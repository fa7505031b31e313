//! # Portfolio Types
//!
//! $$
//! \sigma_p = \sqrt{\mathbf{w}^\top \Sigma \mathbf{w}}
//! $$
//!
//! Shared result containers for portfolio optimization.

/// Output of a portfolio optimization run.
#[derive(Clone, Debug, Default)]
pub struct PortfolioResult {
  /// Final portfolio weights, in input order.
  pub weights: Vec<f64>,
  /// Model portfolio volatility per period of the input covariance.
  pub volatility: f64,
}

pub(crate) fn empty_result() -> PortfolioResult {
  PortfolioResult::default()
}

## Instructions to follow:
What you return should be the records above, repeated exactly.

## Written solution:
repository fa7505031b31e313
//! # Portfolio Types
//!
//! $$
//! \sigma_p = \sqrt{\mathbf{w}^\top \Sigma \mathbf{w}}
//! $$
//!
//! Shared result containers for portfolio optimization.

/// Output of a portfolio optimization run.
#[derive(Clone, Debug, Default)]
pub struct PortfolioResult {
  /// Final portfolio weights, in input order.
  pub weights: Vec<f64>,
  /// Model portfolio volatility per period of the input covariance.
  pub volatility: f64,
}

pub(crate) fn empty_result() -> PortfolioResult {
  PortfolioResult::default()
}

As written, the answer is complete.